シリアルログシステム

シリアル出力のチャプター ではシリアルポートに対して出力ができるようになりました。 本チャプターでは、このシリアル出力を用いて Zig のログシステムを実装します。 基本的には Surtr のログ出力 でやったことと同じになります。 そのため、本チャプターは一瞬で終わります。やったね、今日は早く寝てください。

important

本チャプターの最終コードは whiz-ymir-serial_logsystem ブランチにあります。

Table of Contents

デフォルトのオーバーライド

まずは、必要な構造体や関数を一気に定義してしまいます:

ymir/log.zig
const Writer = std.io.Writer(
    void,
    LogError,
    write,
);

pub const default_log_options = std.Options{
    .log_level = switch (option.log_level) {
        .debug => .debug,
        .info => .info,
        .warn => .warn,
        .err => .err,
    },
    .logFn = log,
};

fn log(
    comptime level: stdlog.Level,
    comptime scope: @Type(.EnumLiteral),
    comptime fmt: []const u8,
    args: anytype,
) void {
    const level_str = comptime switch (level) {
        .debug => "[DEBUG]",
        .info => "[INFO ]",
        .warn => "[WARN ]",
        .err => "[ERROR]",
    };

    const scope_str = if (@tagName(scope).len <= 7) b: {
        break :b std.fmt.comptimePrint("{s: <7} | ", .{@tagName(scope)});
    } else b: {
        break :b std.fmt.comptimePrint("{s: <7}-| ", .{@tagName(scope)[0..7]});
    };

    std.fmt.format(
        Writer{ .context = {} },
        level_str ++ " " ++ scope_str ++ fmt ++ "\n",
        args,
    ) catch {};
}

Surtr のときと同様に、デフォルトの std_options をオーバーライドするための default_log_options を定義します。 log_level はビルド時に指定できるようにし、logFn には log 関数を指定します。 log() は本当に Surtr と同じです。 強いて言えば、スコープ文字列の最大長を7文字に制限しています。 7文字以下の場合はスペースで埋め、7文字以上の場合は - で省略します。
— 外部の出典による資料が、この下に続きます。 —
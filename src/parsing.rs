use nom::{
    bytes::complete::{take_until, take_while1},
    character::complete::{char, i32, space1, u32},
    number::complete::double,
    sequence::{delimited, preceded},
    IResult,
};

pub(crate) fn double_entry(line: &str) -> IResult<&str, f64> {
    preceded(space1, double)(line)
}

pub(crate) fn any_entry(line: &str) -> IResult<&str, &str> {
    preceded(space1, non_space)(line)
}

pub(crate) fn u32_entry(line: &str) -> IResult<&str, u32> {
    preceded(space1, u32)(line)
}

pub(crate) fn i32_entry(line: &str) -> IResult<&str, i32> {
    preceded(space1, i32)(line)
}

pub(crate) fn string_entry(line: &str) -> IResult<&str, &str> {
    preceded(space1, string)(line)
}

pub(crate) fn non_space(line: &str) -> IResult<&str, &str> {
    take_while1(|c: char| !c.is_ascii_whitespace())(line)
}

fn string(line: &str) -> IResult<&str, &str> {
    delimited(char('"'), take_until("\""), char('"'))(line)
}

pub(crate) fn trim_ascii_start(buf: &[u8]) -> &[u8] {
    if let Some(pos) = buf.iter().position(|b| !b.is_ascii_whitespace()) {
        &buf[pos..]
    } else {
        &[]
    }
}
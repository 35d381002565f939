use std::{
    fs::File,
    io::{BufRead, BufReader},
    path::{Path, PathBuf},
};

use audec::auto_decompress;
use log::debug;
use strum::Display;
use thiserror::Error;

use crate::{hepmc2, lhef, parsing::trim_ascii_start};

const ROOT_MAGIC_BYTES: [u8; 4] = [b'r', b'o', b'o', b't'];

/// A raw event record
#[derive(Clone, Debug, PartialEq, Eq)]
pub enum EventRecord {
    /// HepMC2 record, starting with the `E` line
    HepMC(String),
    /// Les Houches Event record, including the `<event>` tags
    LHEF(String),
}

/// Supported event file formats
#[derive(Copy, Clone, Debug, Display, PartialEq, Eq, Hash)]
pub enum FileFormat {
    HepMC2,
    #[strum(serialize = "Les Houches Event Format")]
    Lhef,
}

enum RecordReader {
    HepMC(hepmc2::FileReader),
    LHEF(lhef::FileReader),
}

/// Reader for a single, potentially compressed, event file
///
/// The compression and file format are determined automatically.
pub struct FileReader {
    infile: PathBuf,
    format: FileFormat,
    reader: RecordReader,
}

impl FileReader {
    /// Open the event file at `path`
    pub fn open(path: impl AsRef<Path>) -> Result<Self, FileReadError> {
        let infile = path.as_ref().to_path_buf();
        Self::open_inner(&infile)
            .map_err(|source| FileReadError::new(infile, source))
    }

    fn open_inner(infile: &Path) -> Result<Self, ErrorKind> {
        let file = File::open(infile)?;
        let mut r = auto_decompress(BufReader::new(file));
        let bytes = r.fill_buf()?;
        if bytes.starts_with(&ROOT_MAGIC_BYTES) {
            return Err(ErrorKind::RootUnsupported);
        }
        let (format, reader) =
            if trim_ascii_start(bytes).starts_with(b"<LesHouchesEvents") {
                debug!("Read {infile:?} as LHEF file");
                (FileFormat::Lhef, RecordReader::LHEF(lhef::FileReader::new(r)?))
            } else {
                debug!("Read {infile:?} as HepMC file");
                (
                    FileFormat::HepMC2,
                    RecordReader::HepMC(hepmc2::FileReader::new(r)?),
                )
            };
        Ok(Self {
            infile: infile.to_owned(),
            format,
            reader,
        })
    }

    /// The path of the underlying event file
    pub fn path(&self) -> &Path {
        &self.infile
    }

    /// The detected event format
    pub fn format(&self) -> FileFormat {
        self.format
    }
}

impl Iterator for FileReader {
    type Item = Result<EventRecord, FileReadError>;

    fn next(&mut self) -> Option<Self::Item> {
        let next = match &mut self.reader {
            RecordReader::HepMC(r) => r
                .next()
                .map(|r| r.map(EventRecord::HepMC).map_err(ErrorKind::from)),
            RecordReader::LHEF(r) => r
                .next()
                .map(|r| r.map(EventRecord::LHEF).map_err(ErrorKind::from)),
        };
        next.map(|r| r.map_err(|err| FileReadError::new(self.infile.clone(), err)))
    }
}

/// Error reading from an event file
#[derive(Debug, Error)]
#[error("Failed to read events from {infile:?}")]
pub struct FileReadError {
    infile: PathBuf,
    source: ErrorKind,
}

impl FileReadError {
    /// New error for reading from the given file
    pub fn new(infile: PathBuf, source: ErrorKind) -> Self {
        Self { infile, source }
    }

    /// The file that could not be read
    pub fn infile(&self) -> &Path {
        &self.infile
    }
}

/// Reason for failing to read an event file
#[derive(Debug, Error)]
pub enum ErrorKind {
    /// I/O error
    #[error("I/O error")]
    IoError(#[from] std::io::Error),
    /// ROOT files are not supported
    #[error("ROOT ntuple event files are not supported")]
    RootUnsupported,
    /// Error reading a HepMC record
    #[error("Failed to read HepMC record")]
    HepMC(#[from] hepmc2::HepMCError),
    /// Error reading a Les Houches Event record
    #[error("Failed to read Les Houches Event record")]
    LHEF(#[from] lhef::Error),
}

/// Reader for several event files, read one after the other
#[derive(Clone, Debug, Default, Eq, PartialEq, Ord, PartialOrd, Hash)]
pub struct CombinedReader<R> {
    readers: Vec<R>,
    current: usize,
}

impl<R> CombinedReader<R> {
    pub fn new(readers: Vec<R>) -> Self {
        Self {
            readers,
            current: 0,
        }
    }

    /// Number of underlying readers
    pub fn len(&self) -> usize {
        self.readers.len()
    }

    pub fn is_empty(&self) -> bool {
        self.readers.is_empty()
    }
}

impl<R: Iterator> Iterator for CombinedReader<R> {
    type Item = <R as Iterator>::Item;

    fn next(&mut self) -> Option<Self::Item> {
        while let Some(reader) = self.readers.get_mut(self.current) {
            let next = reader.next();
            if next.is_some() {
                return next;
            }
            self.current += 1;
        }
        None
    }
}

impl CombinedReader<FileReader> {
    /// Construct a new reader reading from the files with the given names
    ///
    /// Fails if any of the files cannot be opened.
    pub fn from_files<I, P>(files: I) -> Result<Self, FileReadError>
    where
        I: IntoIterator<Item = P>,
        P: AsRef<Path>,
    {
        let readers: Result<_, _> =
            files.into_iter().map(FileReader::open).collect();
        Ok(Self::new(readers?))
    }
}

/// Expand a file name pattern into the list of matching files
///
/// The files are returned in lexicographic order. It is an error if
/// no file matches.
pub fn expand_pattern(pattern: &str) -> Result<Vec<PathBuf>, PatternError> {
    let paths = glob::glob(pattern).map_err(|source| PatternError::Invalid {
        pattern: pattern.to_owned(),
        source,
    })?;
    let mut files = paths.collect::<Result<Vec<_>, _>>()?;
    files.sort();
    if files.is_empty() {
        return Err(PatternError::NoFiles(pattern.to_owned()));
    }
    Ok(files)
}

/// Error expanding a file name pattern
#[derive(Debug, Error)]
pub enum PatternError {
    /// Malformed pattern
    #[error("Invalid file pattern `{pattern}`")]
    Invalid {
        pattern: String,
        source: glob::PatternError,
    },
    /// Error accessing a matching path
    #[error("Failed to access file")]
    Glob(#[from] glob::GlobError),
    /// No matching files
    #[error("No files match `{0}`")]
    NoFiles(String),
}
option モジュールを使えるように build.zig に以下を追加します:

zig
ymir_module.addOptions("option", options);
ymir.root_module.addOptions("option", options);

main.zig から ymir/log.zig を使えるように、ymir/ymir.zig から export します。 この際、log という名前で export すると std.log と混同してしまうおそれがあるため、klog として export します:

ymir/ymir.zig
pub const klog = @import("log.zig");

定義した default_log_options を使って、デフォルトの値を上書きします:

ymir/main.zig
const klog = ymir.klog;
pub const std_options = klog.default_log_options;

シリアルの初期化と利用

このログシステムは出力を完全にシリアルに依存しています。 そのため、このログシステムを利用する前にシリアルを初期化し、その後ログシステムに Serial を渡して初期化する必要があります:

ymir/main.zig
const sr = serial.init();
klog.init(sr);
log.info("Booting Ymir...", .{});

渡された Seriallog.zig の変数に保存し、出力時に利用します:

ymir/log.zig
var serial: Serial = undefined;

pub fn init(ser: Serial) void {
    serial = ser;
}

fn write(_: void, bytes: []const u8) LogError!usize {
    serial.writeString(bytes);
    return bytes.len;
}

まとめ

以上でシリアル出力を用いたログの用意は完了です。 以降は全てのファイルにおいて std.log.info() のようにシリアルログ出力ができます。 ymir/log.zig を import する必要はありません。 楽ですね。 起動してみると、以下のようにスコープとログレベルが一緒に出力されるはずです:

txt
[INFO ] main    | Booting Ymir...

カーネルの起動 では Surtr からの引数である BootInfo を検証しました。 その時点ではログシステムを用意していなかったため、検証に失敗しても無言で return することにしていました。 せっかくログが使えるようになったので、以下のようにエラー出力をできるようにしておきましょう:

ymir/main.zig
validateBootInfo(boot_info) catch {
    log.err("Invalid boot info", .{});
    return error.InvalidBootInfo;
};

本チャプターでは、シリアル出力を利用して Zig のログシステムを実装しました。 以降は裏側でシリアルが使われているということを意識することなく Zig のログシステムを利用することができるようになります。 これで Ymir の実装を進める準備ができました。 次のチャプターからは、UEFI が用意したさまざまなデータ構造を Ymir 自身のものに置き換えていきます。